If we take a deep breath and observe the feeling for a second, can we take a look at what is pointing to? When there is this “wall” of resistance, can we take a peek and look what’s on the other side?

What is the opposite of the pain of not finishing a painting? of not finishing a song? of an unwritten novel? A forgotten golf swing? A unlived dream?

In exploring this we may possibly discover what is on the other side. If only for that, the journey of overcoming resistance may be a point of growth and wisdom. We may not get what we want, but we might learn something that will change our life.

Next time we feel the ache of resistance, maybe we can turn it into torch that will lead us towards creative fulfillment.

Intuition and Improvisation

As we continue to go through our journey through life, I realize that one of the important things to consider would be the numerous unknown factors in life. These are inevitable and we can never expect to know everything. It is easy to get trapped and paralyzed by the fear of the unknown, but it is something which we can overcome. Being okay with the unknown is the beginning of the other side of your journey where you leave your comfort zone, and find your way to a place you’ve never been.

This to me is at the center of improvisation. Yes you may have an initial intent, or preliminary idea of what is to come, but when you reach the moment of decision, you intuitively use your gut and your instinct in helping you navigate what is in front of you. When I try to make even the smallest pieces of art or illustrations, I almost always never have an idea of what is to come.

You can of course take this very idea to the end and come up with a final output using improvised lines and structures. This is done by many jazz greats who have refined their improvisation skills to the point that any note that comes out of their improvising is totally deliberate, and totally willed. But as a developing artist, it is worth while attempting to “free flow” and play and see where that brings you, and then refine it later on during “post production”.

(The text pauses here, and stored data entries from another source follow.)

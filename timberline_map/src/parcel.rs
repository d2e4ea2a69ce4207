// Copyright 2026 the Timberline Authors
// SPDX-License-Identifier: Apache-2.0 OR MIT

//! Forest parcels and where they come from.

use serde::{Deserialize, Serialize};
use serde_json::Value;
use timberline_geo::{LatLon, Polygon};

use crate::error::SourceError;

/// GeoJSON property holding the compartment number.
pub const COMPARTMENT_PROPERTY: &str = "林班";
/// GeoJSON property holding the sub-compartment number.
pub const SUBCOMPARTMENT_PROPERTY: &str = "小班";
/// GeoJSON property holding the registry key code.
pub const KEYCODE_PROPERTY: &str = "KEYCODE";
/// GeoJSON property holding the mapped area in hectares.
pub const AREA_PROPERTY: &str = "GISAREA";

/// Registry attributes of a forest parcel.
#[derive(Clone, Debug, Default, PartialEq, Serialize, Deserialize)]
pub struct ParcelAttributes {
    /// Compartment number.
    pub compartment: String,
    /// Sub-compartment number within the compartment.
    pub subcompartment: String,
    /// Forest registry key code, when known.
    #[serde(default, skip_serializing_if = "Option::is_none")]
    pub keycode: Option<String>,
    /// Mapped area in hectares, when known.
    #[serde(default, skip_serializing_if = "Option::is_none")]
    pub area_ha: Option<f64>,
}

/// A selectable forest parcel.
#[derive(Clone, Debug, PartialEq, Serialize, Deserialize)]
pub struct Parcel {
    /// Registry attributes.
    pub attributes: ParcelAttributes,
    /// Outline.
    pub polygon: Polygon,
}

impl Parcel {
    /// Build a parcel.
    pub fn new(attributes: ParcelAttributes, polygon: Polygon) -> Self {
        Self {
            attributes,
            polygon,
        }
    }

    /// The selection id, `"{compartment}-{subcompartment}"`.
    pub fn id(&self) -> String {
        format!(
            "{}-{}",
            self.attributes.compartment, self.attributes.subcompartment
        )
    }

    /// Whether `query` names this parcel by id, compartment or sub-compartment.
    pub fn matches(&self, query: &str) -> bool {
        self.id() == query
            || self.attributes.compartment == query
            || self.attributes.subcompartment == query
    }
}

/// Anything that can supply the parcel set.
pub trait ParcelSource {
    /// Load every parcel.
    fn load(&self) -> Result<Vec<Parcel>, SourceError>;
}

impl ParcelSource for [Parcel] {
    fn load(&self) -> Result<Vec<Parcel>, SourceError> {
        Ok(self.to_vec())
    }
}

impl ParcelSource for Vec<Parcel> {
    fn load(&self) -> Result<Vec<Parcel>, SourceError> {
        Ok(self.clone())
    }
}

/// Parcels from a GeoJSON `FeatureCollection` of forest registry sub-compartments.
///
/// Each feature needs [`COMPARTMENT_PROPERTY`] and [`SUBCOMPARTMENT_PROPERTY`]
/// properties and a `Polygon` or `MultiPolygon` geometry. Only the outer ring
/// of the first polygon is kept, and a closing vertex that repeats the first
/// one is dropped. Features that lack either are skipped with a warning.
#[derive(Clone, Debug)]
pub struct GeoJsonSource {
    text: String,
}

impl GeoJsonSource {
    /// Wrap GeoJSON text; parsing happens in [`ParcelSource::load`].
    pub fn new(text: impl Into<String>) -> Self {
        Self { text: text.into() }
    }
}

impl ParcelSource for GeoJsonSource {
    fn load(&self) -> Result<Vec<Parcel>, SourceError> {
        parcels_from_geojson(&self.text)
    }
}

/// Parse a GeoJSON `FeatureCollection`; see [`GeoJsonSource`].
pub fn parcels_from_geojson(text: &str) -> Result<Vec<Parcel>, SourceError> {
    let root: Value = serde_json::from_str(text)?;
    let features = root
        .get("features")
        .and_then(Value::as_array)
        .ok_or_else(|| SourceError::Malformed("missing \"features\" array".into()))?;

    let mut parcels = Vec::with_capacity(features.len());
    for (i, feature) in features.iter().enumerate() {
        match parcel_from_feature(feature) {
            Some(parcel) => parcels.push(parcel),
            None => log::warn!("skipping parcel feature {i}: missing attributes or geometry"),
        }
    }
    Ok(parcels)
}

fn parcel_from_feature(feature: &Value) -> Option<Parcel> {
    let props = feature.get("properties")?;
    let attributes = ParcelAttributes {
        compartment: property_string(props.get(COMPARTMENT_PROPERTY)?)?,
        subcompartment: property_string(props.get(SUBCOMPARTMENT_PROPERTY)?)?,
        keycode: props.get(KEYCODE_PROPERTY).and_then(property_string),
        area_ha: props.get(AREA_PROPERTY).and_then(property_number),
    };
    let ring = outer_ring(feature.get("geometry")?)?;
    let polygon = Polygon::new(ring).ok()?;
    Some(Parcel::new(attributes, polygon))
}

/// Registry numbers arrive as either strings or numbers.
fn property_string(value: &Value) -> Option<String> {
    match value {
        Value::String(s) => Some(s.clone()),
        Value::Number(n) => Some(n.to_string()),
        _ => None,
    }
}

fn property_number(value: &Value) -> Option<f64> {
    match value {
        Value::Number(n) => n.as_f64(),
        Value::String(s) => s.trim().parse().ok(),
        _ => None,
    }
}

fn outer_ring(geometry: &Value) -> Option<Vec<LatLon>> {
    let coords = geometry.get("coordinates")?;
    let ring = match geometry.get("type")?.as_str()? {
        "Polygon" => coords.get(0)?,
        "MultiPolygon" => coords.get(0)?.get(0)?,
        _ => return None,
    };
    let mut out = ring
        .as_array()?
        .iter()
        .map(|pos| {
            // GeoJSON positions are [lon, lat].
            let lon = pos.get(0)?.as_f64()?;
            let lat = pos.get(1)?.as_f64()?;
            Some(LatLon::new(lat, lon))
        })
        .collect::<Option<Vec<_>>>()?;
    if out.len() > 1 && out.first() == out.last() {
        out.pop();
    }
    Some(out)
}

This middle way is something that I find most suitable for me as I am still a student of deep improvisation (especially in music). I use it as the initial salvo of creativity, and I use whatever I have to build something new. Joe Pass, a legendary jazz guitar player always advised his students to create their own lines; as there are literally limitless amounts of lines that you can play. This is but a glimpse of the potential of an improvising mind.

Every day I try to find a way to practice and immerse myself in the improvisation process. Be it through guitar playing, songwriting, painting, drawing, or even writing. This way I hope to develop a high level of intuition and spontaneous creativity which I can always draw from as I continue to live my life.

Work in Progress

The great pioneer of abstract painting, Wassily Kandinsky, wrote a very interesting thought in his book entitled Point and Line to Plane:

“…present day is only the springboard to “tomorrow” and only in this role can it be accepted with innermost tranquility”.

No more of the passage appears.